Sunday, 26 June 2011

Statistical inference and mathematical modelling in sport (part 2)

Summary of part 1

In the first part, we established the first major weapon of statistical inference - correlation. 

We saw that the correlation between goals scored and points earned for teams during the 2010-11 Premiership season was 0.867, while the correlation between goals conceded and points was -0.848.

Just in case you aren't with me, part 1 of the series has a full explanation of those terms and is here.  

2.0 Auto-correlation

As well as observing correlations between two distinct variables - such as goals and points - it is also extremely useful when modelling sports to determine how a single variable persists or changes over time.

How a variable correlates with itself across different periods of time is called auto-correlation. I often refer to it by the more descriptive term of "forward correlation".

To see what forward correlation can teach us about the way a sport works, let's now expand our data sample from a single season of the Premiership - from which any inference is not statistically significant - to the entire history of the competition back to 1992/3 - from which it is.

(For more on statistical significance, please wait for an upcoming episode in which I will highlight a shocking example for 10-year trends fans.)

The forward correlation we are concerned with here is how the basic statistics of a team's performance in one season persist - or predict - the same results in a year's time. 

In Premiership history, there are 311 data-points consisting of teams who have played consecutive seasons in the Premiership, consider their r values in various categories:

wins 0.739
draws 0.109
losses 0.632
goals scored: 0.666
goals conceded: 0.599
goal difference: 0.785
total goals per game: 0.185
points: 0.679

This is statistical inference at a baby level, but already you have enough information to be ahead of 99% of all football fans, punters and journalists:

The number of drawn games in which a Premiership teams is involved shows little correlation from one season to the next

The r-squared value of the forward correlation of draws is just 0.012, so only around 1% of the variance in draws persists from season to season. We say that Premiership teams in general do not control the rate at which they draw games in future seasons.

It is important to understand what this does and does not imply.

 - It DOES NOT imply that draws are random, nor that the percentage chance of a draw in a Premiership game should always be the same.

In fact, as might be expected, teams who are historically around the middle third of the Premiership draw games at a slightly higher rate than those at the extremes.

 - It DOES imply that the facets of a team which are connected to its chance of drawing are not strong enough to survive the vagaries of time. Many things can change about a Premiership team from season to season, and they clearly have a radical effect on its tendency to draw games.

Put another way, drawing games is not a skill which persists for the average Premiership team.

This is a simple but powerful result.
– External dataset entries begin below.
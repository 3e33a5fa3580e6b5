use axum::extract::{Query, State};
use axum::http::StatusCode;
use axum::response::{IntoResponse, Response};
use axum::Json;
use serde::{Deserialize, Serialize};
use time::Date;
use uuid::Uuid;

use crate::app_state::AppState;
use crate::db::models::{Agreement, AgreementStatus, Schedule};
use crate::db::repositories::{
    AccountRepository, AgreementRepository, PgAgreementRepository, ScheduleRepository,
};
use crate::error::{AppError, AppResult};
use crate::modules::{format_date, format_time, parse_date};

#[derive(Debug, Deserialize)]
pub struct CalendarQuery {
    pub technician_id: Uuid,
    pub date: String,
}

#[derive(Debug, Serialize, PartialEq, Eq)]
pub struct TimeRangeDto {
    pub begin_time: String,
    pub end_time: String,
}

#[derive(Debug, Serialize)]
pub struct ScheduleSummaryDto {
    pub id: Uuid,
    pub effective_start: String,
    pub effective_end: Option<String>,
    pub is_outage: bool,
    pub time_ranges_for_day: Vec<TimeRangeDto>,
}

#[derive(Debug, Serialize)]
pub struct AppointmentSummaryDto {
    pub id: Uuid,
    pub date: String,
    pub time: String,
    pub service_name: String,
    pub service_duration_minutes: i32,
    pub client_name: String,
    pub status: AgreementStatus,
}

#[derive(Debug, Serialize)]
pub struct CalendarDayDto {
    pub schedules: Vec<ScheduleSummaryDto>,
    pub appointments: Vec<AppointmentSummaryDto>,
}

/// Assembles one day of a technician's calendar: every schedule active on the
/// date with its ranges narrowed to that weekday, plus the day's appointments
/// ordered by start time.
fn day_view(schedules: &[Schedule], appointments: &[Agreement], date: Date) -> CalendarDayDto {
    let schedules = schedules
        .iter()
        .filter(|s| s.is_active_on(date))
        .map(|schedule| ScheduleSummaryDto {
            id: schedule.id,
            effective_start: format_date(schedule.effective_start),
            effective_end: schedule.effective_end.map(format_date),
            is_outage: schedule.is_outage,
            time_ranges_for_day: schedule
                .day_ranges
                .iter()
                .filter(|range| range.day == date.weekday())
                .map(|range| TimeRangeDto {
                    begin_time: format_time(range.begin_time),
                    end_time: format_time(range.end_time),
                })
                .collect(),
        })
        .collect();

    let mut ordered: Vec<&Agreement> = appointments.iter().collect();
    ordered.sort_by_key(|a| a.start_time);
    let appointments = ordered
        .into_iter()
        .map(|agreement| AppointmentSummaryDto {
            id: agreement.id,
            date: format_date(agreement.date),
            time: format_time(agreement.start_time),
            service_name: agreement.service.name.clone(),
            service_duration_minutes: agreement.service.duration_minutes,
            client_name: agreement.client_name.clone(),
            status: agreement.status,
        })
        .collect();

    CalendarDayDto {
        schedules,
        appointments,
    }
}

pub async fn get_calendar_day(
    State(state): State<AppState>,
    Query(query): Query<CalendarQuery>,
) -> AppResult<Json<CalendarDayDto>> {
    let date = parse_date(&query.date)?;

    AccountRepository::new(state.db.clone())
        .get_technician(query.technician_id)
        .await?
        .ok_or_else(|| AppError::NotFound("technician".into()))?;

    let schedules = ScheduleRepository::new(state.db.clone())
        .get_for_technician(query.technician_id)
        .await?;
    let appointments = PgAgreementRepository::new(state.db.clone())
        .get_active_for_technician_on_date(date, query.technician_id)
        .await?;

    Ok(Json(day_view(&schedules, &appointments, date)))
}

// ── Settings ─────────────────────────────────────────────────────────────

#[derive(Debug, Deserialize)]
pub struct SettingsQuery {
    pub technician_id: Uuid,
}

#[derive(Debug, Serialize)]
pub struct TechSettingsDto {
    pub email_notifications_enabled: bool,
}

pub async fn get_settings(
    State(state): State<AppState>,
    Query(query): Query<SettingsQuery>,
) -> AppResult<Json<TechSettingsDto>> {
    let technician = AccountRepository::new(state.db.clone())
        .get_technician(query.technician_id)
        .await?
        .ok_or_else(|| AppError::NotFound("technician".into()))?;

    Ok(Json(TechSettingsDto {
        email_notifications_enabled: technician.notify_by_email,
    }))
}

#[derive(Debug, Deserialize)]
pub struct UpdateTechSettingsRequest {
    pub technician_id: Uuid,
    pub email_notifications_enabled: bool,
}

pub async fn update_settings(
    State(state): State<AppState>,
    Json(request): Json<UpdateTechSettingsRequest>,
) -> AppResult<Response> {
    AccountRepository::new(state.db.clone())
        .set_notify_by_email(request.technician_id, request.email_notifications_enabled)
        .await?;

    Ok(StatusCode::NO_CONTENT.into_response())
}
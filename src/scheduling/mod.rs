pub mod availability;
pub mod confirmation;
pub mod conflict;
pub mod expiration;
pub mod overlap;

#[cfg(test)]
pub(crate) mod testing;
Because three points are awarded to a team for a win and only one for a draw, a team which plays at exactly the same level of efficiency from one season to the next is likely to show a variance in points gained caused by the inability to control the rate at which it draws.

Taken to the extreme, a team of league-average ability which won half its 38 Premiership games and lost the other half would earn 57 points, but a team of the same efficiency which happened to draw all its games would earn 19 fewer points.

But the following season, both these teams could be expected to earn a similar number of points, for the reason we have just established: the forward correlation of draws by season is only 0.109.

2.1 Inferring dominant and recessive team-skills
The forward correlation of goals scored is 0.666 but the forward correlation of goals conceded is just 0.599. The difference between the r-squared values for these two relationships is a statistically significant 8.6% (0.444 - 0.358).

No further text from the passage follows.